Je souhaite également mettre l'accent sur un autre aspect important de la stratégie de l'État, à savoir le patrimoine immobilier. Ce patrimoine représente aujourd'hui pas moins d'un tiers du patrimoine immobilier étatique. Il souffre de deux problèmes : tout d'abord, il est extrêmement énergivore. Son coût d'exploitation représente le deuxième poste de dépenses dans le budget de fonctionnement des universités, après la masse salariale. Ensuite, la législation actuelle et la doctrine de Bercy interdisent toute rénovation d'ampleur, car ce foncier et ce bâti sont considérés comme des charges d'exploitation pour l'État, plutôt que comme des actifs valorisables. Alors que la France s'engage à réduire de 75 % ses consommations d'énergie à l'horizon 2050 et qu'elle défend sur la scène internationale les accords de Paris sur le climat, il est insensé que les administrations de l'État freinent ce changement impérieux, alors qu'elles disposent d'un puissant levier capable d'agir sur 18,5 millions de m² dans les universités. La CPU sera donc attentive à ce que dans le débat budgétaire qui s'ouvre, comme dans la mise en oeuvre du grand plan d'investissement annoncé par le Premier ministre, le sujet de la valorisation des campus universitaires soit abordé et fasse l'objet d'avancées concrètes.
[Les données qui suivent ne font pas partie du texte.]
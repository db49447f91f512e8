//! Show database repository
//!
//! Besides plain CRUD this keeps the episode table in step with each show's
//! tracked range: creating a show generates one row per absolute episode, and
//! changing the range or season layout regenerates them.

use anyhow::Result;
use async_trait::async_trait;
use chrono::{DateTime, Utc};
use serde::{Deserialize, Serialize};
use sqlx::SqlitePool;
use tracing::info;

use super::episodes::{self, EpisodeRecord, EpisodeRepository, EpisodeUpdate};
use super::sqlite_helpers::{
    datetime_to_str, decode_err, int_to_u32, json_to_vec, now_iso8601, str_to_datetime,
    str_to_datetime_opt, to_json, vec_to_json,
};
use crate::error::ScanError;
use crate::services::numbering::{
    DEFAULT_EPISODES_PER_SEASON, EpisodeRange, EpisodesPerSeason, validate_layout,
};

/// Show record from database
#[derive(Debug, Clone, PartialEq, Serialize)]
pub struct ShowRecord {
    pub id: i64,
    pub title: String,
    pub alternate_names: Vec<String>,
    #[serde(flatten)]
    pub range: EpisodeRange,
    pub episodes_per_season: EpisodesPerSeason,
    pub quality: Option<String>,
    pub status: String,
    pub last_scanned: Option<DateTime<Utc>>,
    pub created_at: DateTime<Utc>,
    pub updated_at: DateTime<Utc>,
}

impl ShowRecord {
    /// `(min_absolute, max_absolute)` of the tracked range
    pub fn absolute_bounds(&self) -> (u32, u32) {
        self.range.absolute_bounds(&self.episodes_per_season)
    }
}

impl sqlx::FromRow<'_, sqlx::sqlite::SqliteRow> for ShowRecord {
    fn from_row(row: &sqlx::sqlite::SqliteRow) -> sqlx::Result<Self> {
        use sqlx::Row;

        let alternate_names: String = row.try_get("alternate_names")?;
        let layout: String = row.try_get("episodes_per_season")?;
        let last_scanned: Option<String> = row.try_get("last_scanned")?;
        let created_str: String = row.try_get("created_at")?;
        let updated_str: String = row.try_get("updated_at")?;

        let int = |column: &str| -> sqlx::Result<u32> {
            let value: i64 = row.try_get(column)?;
            int_to_u32(value, column).map_err(decode_err)
        };

        Ok(Self {
            id: row.try_get("id")?,
            title: row.try_get("title")?,
            alternate_names: json_to_vec(&alternate_names),
            range: EpisodeRange {
                start_season: int("start_season")?,
                start_episode: int("start_episode")?,
                end_season: int("end_season")?,
                end_episode: int("end_episode")?,
            },
            episodes_per_season: EpisodesPerSeason::parse_or_default(
                &layout,
                DEFAULT_EPISODES_PER_SEASON,
            ),
            quality: row.try_get("quality")?,
            status: row.try_get("status")?,
            last_scanned: str_to_datetime_opt(last_scanned.as_deref()).map_err(decode_err)?,
            created_at: str_to_datetime(&created_str).map_err(decode_err)?,
            updated_at: str_to_datetime(&updated_str).map_err(decode_err)?,
        })
    }
}

fn default_status() -> String {
    "watching".to_string()
}

/// Input for creating a show
#[derive(Debug, Clone, Deserialize)]
pub struct CreateShow {
    pub title: String,
    #[serde(default)]
    pub alternate_names: Vec<String>,
    #[serde(flatten)]
    pub range: EpisodeRange,
    #[serde(default)]
    pub episodes_per_season: Option<EpisodesPerSeason>,
    #[serde(default)]
    pub quality: Option<String>,
    #[serde(default = "default_status")]
    pub status: String,
}

/// Partial update of a show; `None` leaves the field untouched
#[derive(Debug, Clone, Default, Deserialize)]
pub struct UpdateShow {
    pub title: Option<String>,
    pub alternate_names: Option<Vec<String>>,
    pub start_season: Option<u32>,
    pub start_episode: Option<u32>,
    pub end_season: Option<u32>,
    pub end_episode: Option<u32>,
    pub episodes_per_season: Option<EpisodesPerSeason>,
    pub quality: Option<String>,
    pub status: Option<String>,
}

/// Storage the scan engine works against
#[async_trait]
pub trait ShowRepository: Send + Sync {
    async fn get_show(&self, id: i64) -> Result<Option<ShowRecord>>;

    /// All shows in ascending id order
    async fn list_shows(&self) -> Result<Vec<ShowRecord>>;

    async fn list_episodes(&self, show_id: i64) -> Result<Vec<EpisodeRecord>>;

    async fn upsert_episode(
        &self,
        show_id: i64,
        episode_number: u32,
        update: EpisodeUpdate,
    ) -> Result<EpisodeRecord>;

    async fn set_last_scanned(&self, show_id: i64, at: DateTime<Utc>) -> Result<()>;
}

const SHOW_COLUMNS: &str = r#"id, title, alternate_names, start_season, start_episode,
    end_season, end_episode, episodes_per_season, quality, status, last_scanned,
    created_at, updated_at"#;

pub struct SqliteShowRepository {
    pool: SqlitePool,
    episodes: EpisodeRepository,
}

impl SqliteShowRepository {
    pub fn new(pool: SqlitePool) -> Self {
        let episodes = EpisodeRepository::new(pool.clone());
        Self { pool, episodes }
    }

    /// Insert a show and generate its episode rows.
    ///
    /// `default_layout` applies when the input carries no season layout.
    pub async fn create(
        &self,
        input: CreateShow,
        default_layout: &EpisodesPerSeason,
    ) -> Result<ShowRecord> {
        let title = input.title.trim().to_string();
        if title.is_empty() {
            return Err(ScanError::InvalidEpisodeConfig("title must not be empty".to_string()).into());
        }
        let layout = input.episodes_per_season.unwrap_or_else(|| default_layout.clone());
        validate_layout(&input.range, &layout)?;

        let (min, max) = input.range.absolute_bounds(&layout);
        let now = now_iso8601();
        let mut tx = self.pool.begin().await?;

        let id = sqlx::query(
            r#"
            INSERT INTO shows (title, alternate_names, start_season, start_episode, end_season,
                end_episode, episodes_per_season, quality, status, created_at, updated_at)
            VALUES (?, ?, ?, ?, ?, ?, ?, ?, ?, ?, ?)
            "#,
        )
        .bind(&title)
        .bind(vec_to_json(&input.alternate_names))
        .bind(i64::from(input.range.start_season))
        .bind(i64::from(input.range.start_episode))
        .bind(i64::from(input.range.end_season))
        .bind(i64::from(input.range.end_episode))
        .bind(to_json(&layout))
        .bind(&input.quality)
        .bind(&input.status)
        .bind(&now)
        .bind(&now)
        .execute(&mut *tx)
        .await?
        .last_insert_rowid();

        episodes::regenerate(&mut tx, id, min, max).await?;
        tx.commit().await?;

        info!(show_id = id, title = %title, min, max, "Created show");

        self.get_show(id)
            .await?
            .ok_or_else(|| ScanError::ShowNotFound(id).into())
    }

    /// Apply a partial update, regenerating episodes if the numbering changed
    pub async fn update(&self, id: i64, input: UpdateShow) -> Result<ShowRecord> {
        let existing = self.get_show(id).await?.ok_or(ScanError::ShowNotFound(id))?;

        let range = EpisodeRange {
            start_season: input.start_season.unwrap_or(existing.range.start_season),
            start_episode: input.start_episode.unwrap_or(existing.range.start_episode),
            end_season: input.end_season.unwrap_or(existing.range.end_season),
            end_episode: input.end_episode.unwrap_or(existing.range.end_episode),
        };
        let layout = input
            .episodes_per_season
            .unwrap_or_else(|| existing.episodes_per_season.clone());
        validate_layout(&range, &layout)?;

        let title = match input.title {
            Some(title) if title.trim().is_empty() => {
                return Err(ScanError::InvalidEpisodeConfig("title must not be empty".to_string()).into());
            }
            Some(title) => title.trim().to_string(),
            None => existing.title.clone(),
        };
        let alternate_names = input.alternate_names.unwrap_or(existing.alternate_names.clone());
        let quality = input.quality.or(existing.quality.clone());
        let status = input.status.unwrap_or(existing.status.clone());

        let renumbered = range != existing.range || layout != existing.episodes_per_season;
        let mut tx = self.pool.begin().await?;

        sqlx::query(
            r#"
            UPDATE shows SET title = ?, alternate_names = ?, start_season = ?, start_episode = ?,
                end_season = ?, end_episode = ?, episodes_per_season = ?, quality = ?, status = ?,
                updated_at = ?
            WHERE id = ?
            "#,
        )
        .bind(&title)
        .bind(vec_to_json(&alternate_names))
        .bind(i64::from(range.start_season))
        .bind(i64::from(range.start_episode))
        .bind(i64::from(range.end_season))
        .bind(i64::from(range.end_episode))
        .bind(to_json(&layout))
        .bind(&quality)
        .bind(&status)
        .bind(now_iso8601())
        .bind(id)
        .execute(&mut *tx)
        .await?;

        if renumbered {
            let (min, max) = range.absolute_bounds(&layout);
            episodes::regenerate(&mut tx, id, min, max).await?;
            info!(show_id = id, min, max, "Regenerated episodes after range change");
        }
        tx.commit().await?;

        self.get_show(id)
            .await?
            .ok_or_else(|| ScanError::ShowNotFound(id).into())
    }

    /// Delete a show and its episodes. Returns false if it didn't exist.
    pub async fn delete(&self, id: i64) -> Result<bool> {
        let result = sqlx::query("DELETE FROM shows WHERE id = ?")
            .bind(id)
            .execute(&self.pool)
            .await?;

        Ok(result.rows_affected() > 0)
    }
}

#[async_trait]
impl ShowRepository for SqliteShowRepository {
    async fn get_show(&self, id: i64) -> Result<Option<ShowRecord>> {
        let record = sqlx::query_as::<_, ShowRecord>(&format!(
            "SELECT {} FROM shows WHERE id = ?",
            SHOW_COLUMNS
        ))
        .bind(id)
        .fetch_optional(&self.pool)
        .await?;

        Ok(record)
    }

    async fn list_shows(&self) -> Result<Vec<ShowRecord>> {
        let records = sqlx::query_as::<_, ShowRecord>(&format!(
            "SELECT {} FROM shows ORDER BY id",
            SHOW_COLUMNS
        ))
        .fetch_all(&self.pool)
        .await?;

        Ok(records)
    }

    async fn list_episodes(&self, show_id: i64) -> Result<Vec<EpisodeRecord>> {
        self.episodes.list_by_show(show_id).await
    }

    async fn upsert_episode(
        &self,
        show_id: i64,
        episode_number: u32,
        update: EpisodeUpdate,
    ) -> Result<EpisodeRecord> {
        self.episodes.upsert(show_id, episode_number, &update).await
    }

    async fn set_last_scanned(&self, show_id: i64, at: DateTime<Utc>) -> Result<()> {
        sqlx::query("UPDATE shows SET last_scanned = ?, updated_at = ? WHERE id = ?")
            .bind(datetime_to_str(at))
            .bind(now_iso8601())
            .bind(show_id)
            .execute(&self.pool)
            .await?;

        Ok(())
    }
}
La deuxième orientation que je souhaite proposer consiste à donner à nos scientifiques le moyen de concourir à armes égales dans la compétitivité mondiale. Notre recherche doit être plus soutenue, en offrant de l'autonomie à nos chercheurs et des moyens à la recherche fondamentale. Cela suppose en particulier d'accroître les budgets de fonctionnement des laboratoires. Mais il faut donner également à l'Agence nationale de la recherche (ANR) les moyens d'accroître sensiblement le taux de succès aux appels à projet. Aujourd'hui, il est ridiculement bas et n'est pas digne d'une nation développée. Il faudra également pour l'ANR, développer le préciput qui doit être au niveau des appels de projets européens, afin que cela puisse contribuer également au fonctionnement des laboratoires, et pas uniquement au fonctionnement de la recherche.

Pour conclure, que ce soit sur le niveau de financement, les conditions d'entrée et d'accueil dans l'enseignement supérieur, le degré d'autonomie des universités ou de la recherche, notre pays accuse encore quelques retards par rapport aux pays de l'OCDE. Pourtant, les universités disposent de tous les atouts pour consolider une position hautement concurrentielle en Europe et dans le monde. Pour preuve, de nombreuses coopérations se développent entre nos établissements et les plus grandes universités d'Europe et d'ailleurs. C'est pourquoi la France doit aujourd'hui concevoir ses universités comme des puissants leviers de développement national et territorial, et de rayonnement scientifique et culturel, à l'international.